By Senior Editor, China Africa News
Nakuru& Beijing- China and Kenya have once again demonstrated their growing partnership by inaugurating a landmark green-fertiliser venture in Kenya’s Rift Valley. On Monday, at the geothermal-rich site of Olkaria in Naivasha, Nakuru County, Kenyan state energy firm KenGen and China’s Kaishan Group launched the groundbreaking for an US $800 million facility that will produce green ammonia and fertiliser powered by geothermal energy.

Standing before government officials and industry leaders, President William Ruto described the initiative as “a defining moment for Kenya’s green industrial transformation.” He noted that for years Kenyan farmers, who form the backbone of the nation, have “borne the burden of unpredictable fertiliser prices, supply shocks and global volatility.” He stressed that each shipment of imported fertiliser “represents a cost to our Treasury and a lost opportunity for our people.” Looking ahead, he projected the plant will create over 2,000 jobs, cut the country’s fertiliser import bill by more than KSh 60 billion annually, and reinforce Kenya’s place at the forefront of climate-smart innovation on the continent.
From China’s side, Tang Yan, General Manager of Kaishan Group, offered a glimpse of the technological ambition behind the project. “We will recapture the non-condensable gases in the geothermal steam to produce carbon dioxide, which will feed into the fertiliser plant,” he explained. “This means zero emissions from the geothermal power plant no waste, no pollution a closed system where everything has a purpose.”
The facility will be powered by approximately 165 MW of geothermal steam and is designed to produce up to 480,000 tonnes of fertiliser annually (equivalent to more than nine million 50 kg bags). By doing so, Kenya aims to reduce its heavy dependence on imported fertiliser it imported more than 600,000 tonnes in 2023, and 443,000 tonnes in the first half of 2025 alone. The project is also expected to avoid over 600,000 tonnes of CO₂ emissions each year roughly equivalent to removing 130,000 petrol/diesel cars from the roads.

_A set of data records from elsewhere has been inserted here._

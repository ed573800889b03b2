// ============================================================================
// Volume
// Non-negative decimal quantity with underflow-checked arithmetic
// ============================================================================

use super::errors::{NumericError, NumericResult};
use rust_decimal::Decimal;
use serde::{Deserialize, Serialize};
use std::fmt;
use std::iter::Sum;
use std::str::FromStr;

/// Order or trade quantity. Never negative; zero means "fully filled".
#[derive(Debug, Clone, Copy, PartialEq, Eq, PartialOrd, Ord, Hash, Default)]
#[derive(Serialize, Deserialize)]
#[serde(try_from = "Decimal", into = "Decimal")]
pub struct Volume(Decimal);

impl Volume {
    pub const ZERO: Self = Self(Decimal::ZERO);

    /// Create a volume, rejecting negative values.
    pub fn new(value: Decimal) -> NumericResult<Self> {
        if value.is_sign_negative() && !value.is_zero() {
            return Err(NumericError::Negative(value));
        }
        Ok(Self(value.normalize()))
    }

    pub fn from_integer(value: i64) -> NumericResult<Self> {
        Self::new(Decimal::from(value))
    }

    #[inline]
    pub const fn value(self) -> Decimal {
        self.0
    }

    #[inline]
    pub fn is_zero(self) -> bool {
        self.0.is_zero()
    }

    /// Checked addition.
    ///
    /// # Errors
    /// Returns `Overflow` if the result is out of the decimal range.
    pub fn checked_add(self, rhs: Self) -> NumericResult<Self> {
        self.0
            .checked_add(rhs.0)
            .map(|v| Self(v.normalize()))
            .ok_or(NumericError::Overflow)
    }

    /// Checked subtraction that refuses to go below zero.
    ///
    /// # Errors
    /// Returns `Underflow` if `rhs` is larger than `self`.
    pub fn checked_sub(self, rhs: Self) -> NumericResult<Self> {
        if rhs.0 > self.0 {
            return Err(NumericError::Underflow {
                minuend: self.0,
                subtrahend: rhs.0,
            });
        }
        Ok(Self((self.0 - rhs.0).normalize()))
    }
}

impl fmt::Display for Volume {
    fn fmt(&self, f: &mut fmt::Formatter<'_>) -> fmt::Result {
        write!(f, "{}", self.0)
    }
}

impl FromStr for Volume {
    type Err = NumericError;

    fn from_str(s: &str) -> Result<Self, Self::Err> {
        let value = Decimal::from_str(s.trim()).map_err(|_| NumericError::InvalidInput)?;
        Self::new(value)
    }
}

impl TryFrom<Decimal> for Volume {
    type Error = NumericError;

    fn try_from(value: Decimal) -> Result<Self, Self::Error> {
        Self::new(value)
    }
}

impl From<Volume> for Decimal {
    fn from(volume: Volume) -> Self {
        volume.0
    }
}

// Summing non-negative volumes cannot go negative; it saturates on overflow
// rather than panicking.
impl Sum for Volume {
    fn sum<I: Iterator<Item = Self>>(iter: I) -> Self {
        iter.fold(Self::ZERO, |acc, v| {
            Self(acc.0.checked_add(v.0).unwrap_or(Decimal::MAX))
        })
    }
}

impl<'a> Sum<&'a Volume> for Volume {
    fn sum<I: Iterator<Item = &'a Volume>>(iter: I) -> Self {
        iter.copied().sum()
    }
}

Beyond the numbers, the venture signals a broader shift: Kenya moving from being merely an exporter of power or an importer of finished agricultural inputs, to a country globally competitive in green industrial manufacturing. For China, the collaboration illustrates how its firms are extending their reach in green hydrogen, ammonia and fertiliser technologies and working with African partners to build value-added industry, not just infrastructure.
The partnership draws on deeper diplomatic and economic ties: over the years Kenya has sought to build up renewable energy capacity, green industry and food-security resilience, while China has been a major source of clean-energy and agricultural-technology investment. With this new fertiliser plant, Kenya is positioning itself to retain more value in its agricultural supply chains, mitigate exposure to global price shocks, and step into the role of manufacturing nation in the green economy.

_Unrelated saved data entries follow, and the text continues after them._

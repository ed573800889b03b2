// ============================================================================
// Output Event Bus
// Fans every output event out to independent subscriber threads
// ============================================================================

use super::retry::RetryPolicy;
use crate::interfaces::{
    EventBatch, EventHandler, EventSubscriber, OutputEvent, PublishError, SequencedEvent,
    SharedEvent, SubscriberError,
};
use crossbeam::channel::{bounded, Receiver, Sender};
use parking_lot::Mutex;
use std::any::Any;
use std::panic::{self, AssertUnwindSafe};
use std::sync::atomic::{AtomicBool, AtomicU64, Ordering};
use std::sync::Arc;
use std::thread::{self, JoinHandle};
use std::time::{Duration, Instant};
use thiserror::Error;

#[derive(Debug, Error)]
pub enum BusError {
    #[error("output bus is closed")]
    Closed,

    #[error("subscriber {0} stopped consuming")]
    SubscriberGone(String),

    #[error("subscriber worker {0} panicked")]
    WorkerPanicked(String),

    #[error("failed to spawn subscriber worker: {0}")]
    Spawn(#[from] std::io::Error),
}

// ============================================================================
// Statistics
// ============================================================================

#[derive(Debug, Clone, PartialEq, Eq)]
pub struct SubscriberStats {
    pub name: String,
    pub processed: u64,
    pub retries: u64,
    pub last_sequence: Option<u64>,
    /// Events were abandoned by [`OutputBus::abort`]
    pub aborted: bool,
    pub shutdown_error: Option<String>,
}

#[derive(Debug, Clone, PartialEq, Eq)]
pub struct BusStats {
    pub published: u64,
    pub subscribers: Vec<SubscriberStats>,
}

// ============================================================================
// Publisher
// ============================================================================

struct Route {
    name: String,
    sender: Sender<SharedEvent>,
    /// Cleared once the worker is found gone; the route is skipped after that
    alive: bool,
}

struct FanOut {
    next_sequence: u64,
    routes: Vec<Route>,
    closed: bool,
}

struct BusShared {
    fan_out: Mutex<FanOut>,
    published: AtomicU64,
    /// Events handled so far, one counter per subscriber
    progress: Vec<Arc<AtomicU64>>,
    abort: Arc<AtomicBool>,
}

/// Producer side of the bus; usually installed as the exchange's event handler
#[derive(Clone)]
pub struct BusPublisher {
    shared: Arc<BusShared>,
}

impl BusPublisher {
    /// Publish one event, blocking while any subscriber buffer is full.
    ///
    /// Returns the event's global sequence number.
    pub fn publish(&self, event: OutputEvent) -> Result<u64, BusError> {
        let mut fan_out = self.shared.fan_out.lock();
        self.send_locked(&mut fan_out, event)
    }

    /// Publish a batch contiguously; no other batch interleaves with it.
    ///
    /// A dead subscriber does not stop delivery to the others: the whole
    /// batch still goes out and the first failure is returned afterwards.
    pub fn publish_batch<I>(&self, events: I) -> Result<(), BusError>
    where
        I: IntoIterator<Item = OutputEvent>,
    {
        let mut fan_out = self.shared.fan_out.lock();
        let mut outcome = Ok(());
        for event in events {
            if let Err(error) = self.send_locked(&mut fan_out, event) {
                if outcome.is_ok() {
                    outcome = Err(error);
                }
            }
        }
        outcome
    }

    /// Events published so far
    pub fn published(&self) -> u64 {
        self.shared.published.load(Ordering::Acquire)
    }

    fn send_locked(&self, fan_out: &mut FanOut, event: OutputEvent) -> Result<u64, BusError> {
        if fan_out.closed {
            return Err(BusError::Closed);
        }

        fan_out.next_sequence += 1;
        let sequence = fan_out.next_sequence;
        let shared = Arc::new(SequencedEvent::new(sequence, event));

        for route in fan_out.routes.iter_mut().filter(|route| route.alive) {
            if route.sender.send(Arc::clone(&shared)).is_err() {
                route.alive = false;
                tracing::error!(subscriber = %route.name, sequence, "Subscriber worker gone, route closed");
            }
        }
        self.shared.published.store(sequence, Ordering::Release);

        match fan_out.routes.iter().find(|route| !route.alive) {
            Some(route) => Err(BusError::SubscriberGone(route.name.clone())),
            None => Ok(sequence),
        }
    }
}

impl From<BusError> for PublishError {
    fn from(error: BusError) -> Self {
        PublishError(error.to_string())
    }
}

impl EventHandler for BusPublisher {
    fn on_event(&self, event: OutputEvent) -> Result<(), PublishError> {
        self.publish(event)?;
        Ok(())
    }

    fn on_events(&self, events: EventBatch) -> Result<(), PublishError> {
        Ok(self.publish_batch(events)?)
    }
}

// ============================================================================
// Builder
// ============================================================================

pub struct OutputBusBuilder {
    capacity: usize,
    retry: RetryPolicy,
    subscribers: Vec<Box<dyn EventSubscriber>>,
}

impl OutputBusBuilder {
    /// Builder method: Set subscriber retry policy
    pub fn retry(mut self, retry: RetryPolicy) -> Self {
        self.retry = retry;
        self
    }

    /// Builder method: Attach a subscriber
    pub fn subscriber(self, subscriber: impl EventSubscriber) -> Self {
        self.boxed_subscriber(Box::new(subscriber))
    }

    pub fn boxed_subscriber(mut self, subscriber: Box<dyn EventSubscriber>) -> Self {
        self.subscribers.push(subscriber);
        self
    }

    /// Spawn one worker thread per subscriber
    pub fn start(self) -> Result<OutputBus, BusError> {
        let abort = Arc::new(AtomicBool::new(false));
        let mut routes = Vec::with_capacity(self.subscribers.len());
        let mut progress = Vec::with_capacity(self.subscribers.len());
        let mut workers = Vec::with_capacity(self.subscribers.len());

        for subscriber in self.subscribers {
            let name = subscriber.name().to_string();
            let (sender, receiver) = bounded(self.capacity);
            let processed = Arc::new(AtomicU64::new(0));

            let worker = Worker {
                subscriber,
                receiver,
                retry: self.retry,
                processed: Arc::clone(&processed),
                abort: Arc::clone(&abort),
            };
            let thread = thread::Builder::new()
                .name(format!("bus-{name}"))
                .spawn(move || worker.run())?;

            routes.push(Route {
                name: name.clone(),
                sender,
                alive: true,
            });
            progress.push(processed);
            workers.push((name, thread));
        }

        tracing::info!(
            subscribers = ?workers.iter().map(|(name, _)| name.as_str()).collect::<Vec<_>>(),
            capacity = self.capacity,
            "Output bus started"
        );

        let shared = Arc::new(BusShared {
            fan_out: Mutex::new(FanOut {
                next_sequence: 0,
                routes,
                closed: false,
            }),
            published: AtomicU64::new(0),
            progress,
            abort,
        });

        Ok(OutputBus {
            publisher: BusPublisher { shared },
            workers,
        })
    }
}

// ============================================================================
// Output Bus
// ============================================================================

/// Owns the subscriber workers. Stop it with [`shutdown`](OutputBus::shutdown)
/// to flush every pending event.
pub struct OutputBus {
    publisher: BusPublisher,
    workers: Vec<(String, JoinHandle<SubscriberStats>)>,
}

impl OutputBus {
    /// `capacity` bounds each subscriber's buffer
    pub fn builder(capacity: usize) -> OutputBusBuilder {
        OutputBusBuilder {
            capacity,
            retry: RetryPolicy::default(),
            subscribers: Vec::new(),
        }
    }

    pub fn publisher(&self) -> BusPublisher {
        self.publisher.clone()
    }

    pub fn subscriber_count(&self) -> usize {
        self.workers.len()
    }

    /// Block until every subscriber has handled every event published so far.
    ///
    /// Returns `false` on timeout.
    pub fn wait_until_drained(&self, timeout: Duration) -> bool {
        let target = self.publisher.published();
        let deadline = Instant::now() + timeout;

        loop {
            let drained = self
                .publisher
                .shared
                .progress
                .iter()
                .all(|processed| processed.load(Ordering::Acquire) >= target);
            if drained {
                return true;
            }
            if Instant::now() >= deadline {
                return false;
            }
            thread::sleep(Duration::from_millis(1));
        }
    }

    /// Stop accepting events, deliver everything pending, run each
    /// subscriber's shutdown hook and return the final statistics.
    pub fn shutdown(self) -> Result<BusStats, BusError> {
        self.close();
        let stats = self.join()?;
        tracing::info!(published = stats.published, "Output bus stopped");
        Ok(stats)
    }

    /// Stop without delivering pending events
    pub fn abort(self) -> Result<BusStats, BusError> {
        self.publisher.shared.abort.store(true, Ordering::Release);
        self.close();
        let stats = self.join()?;
        tracing::warn!(published = stats.published, "Output bus aborted");
        Ok(stats)
    }

    fn close(&self) {
        let mut fan_out = self.publisher.shared.fan_out.lock();
        fan_out.closed = true;
        // Dropping the senders lets each worker finish its buffer and exit
        fan_out.routes.clear();
    }

    fn join(self) -> Result<BusStats, BusError> {
        let mut subscribers = Vec::with_capacity(self.workers.len());
        let mut panicked = None;
        for (name, thread) in self.workers {
            match thread.join() {
                Ok(stats) => subscribers.push(stats),
                Err(_) => {
                    tracing::error!(subscriber = %name, "Subscriber worker panicked");
                    panicked.get_or_insert(name);
                }
            }
        }
        if let Some(name) = panicked {
            return Err(BusError::WorkerPanicked(name));
        }

        Ok(BusStats {
            published: self.publisher.published(),
            subscribers,
        })
    }
}

// ============================================================================
// Worker
// ============================================================================

struct Worker {
    subscriber: Box<dyn EventSubscriber>,
    receiver: Receiver<SharedEvent>,
    retry: RetryPolicy,
    processed: Arc<AtomicU64>,
    abort: Arc<AtomicBool>,
}

impl Worker {
    fn run(mut self) -> SubscriberStats {
        let mut stats = SubscriberStats {
            name: self.subscriber.name().to_string(),
            processed: 0,
            retries: 0,
            last_sequence: None,
            aborted: false,
            shutdown_error: None,
        };
        tracing::debug!(subscriber = %stats.name, "Subscriber worker started");

        while let Ok(event) = self.receiver.recv() {
            if !self.deliver(&event, &mut stats) {
                stats.aborted = true;
                break;
            }
            stats.processed += 1;
            stats.last_sequence = Some(event.sequence);
            self.processed.store(event.sequence, Ordering::Release);
        }

        if stats.aborted {
            return stats;
        }

        let subscriber = &mut self.subscriber;
        let shutdown = panic::catch_unwind(AssertUnwindSafe(|| subscriber.on_shutdown()))
            .unwrap_or_else(|payload| Err(panicked(&stats.name, payload)));
        if let Err(error) = shutdown {
            tracing::error!(subscriber = %stats.name, %error, "Subscriber shutdown failed");
            stats.shutdown_error = Some(error.to_string());
        }
        tracing::debug!(
            subscriber = %stats.name,
            processed = stats.processed,
            "Subscriber worker stopped"
        );
        stats
    }

    /// Hand one event to the subscriber until it succeeds. A panic counts as
    /// a failed attempt. Returns `false` only when the bus is aborted.
    fn deliver(&mut self, event: &SequencedEvent, stats: &mut SubscriberStats) -> bool {
        let mut attempt = 0u32;
        loop {
            if self.abort.load(Ordering::Acquire) {
                return false;
            }

            let subscriber = &mut self.subscriber;
            let outcome = panic::catch_unwind(AssertUnwindSafe(|| subscriber.on_event(event)))
                .unwrap_or_else(|payload| Err(panicked(&stats.name, payload)));
            let error = match outcome {
                Ok(()) => return true,
                Err(error) => error,
            };

            attempt = attempt.saturating_add(1);
            stats.retries += 1;
            let delay = self.retry.backoff(attempt);

            if self.retry.should_escalate(attempt) {
                tracing::error!(
                    subscriber = %stats.name,
                    sequence = event.sequence,
                    attempt,
                    %error,
                    "Subscriber keeps failing, bus is backing up"
                );
            } else {
                tracing::warn!(
                    subscriber = %stats.name,
                    sequence = event.sequence,
                    attempt,
                    ?delay,
                    %error,
                    "Subscriber failed, retrying"
                );
            }
            thread::sleep(delay);
        }
    }
}

fn panicked(subscriber: &str, payload: Box<dyn Any + Send>) -> SubscriberError {
    let message = payload
        .downcast_ref::<&str>()
        .map(|message| message.to_string())
        .or_else(|| payload.downcast_ref::<String>().cloned())
        .unwrap_or_else(|| "unknown panic".to_string());
    SubscriberError::failed(subscriber, format!("panicked: {message}"))
}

In sum, what broke ground at Olkaria this week is far more than a fertiliser factory. It is a symbol of Kenya’s ambition to industrialise sustainably and of China’s role in that transformation. As President Ruto put it, this project will provide Kenyan farmers with a steady, local supply of fertiliser, reduce the burden of imports on the treasury, and strengthen Kenya’s competitive edge while setting one of Africa’s first major applications of geothermal power for chemical manufacturing.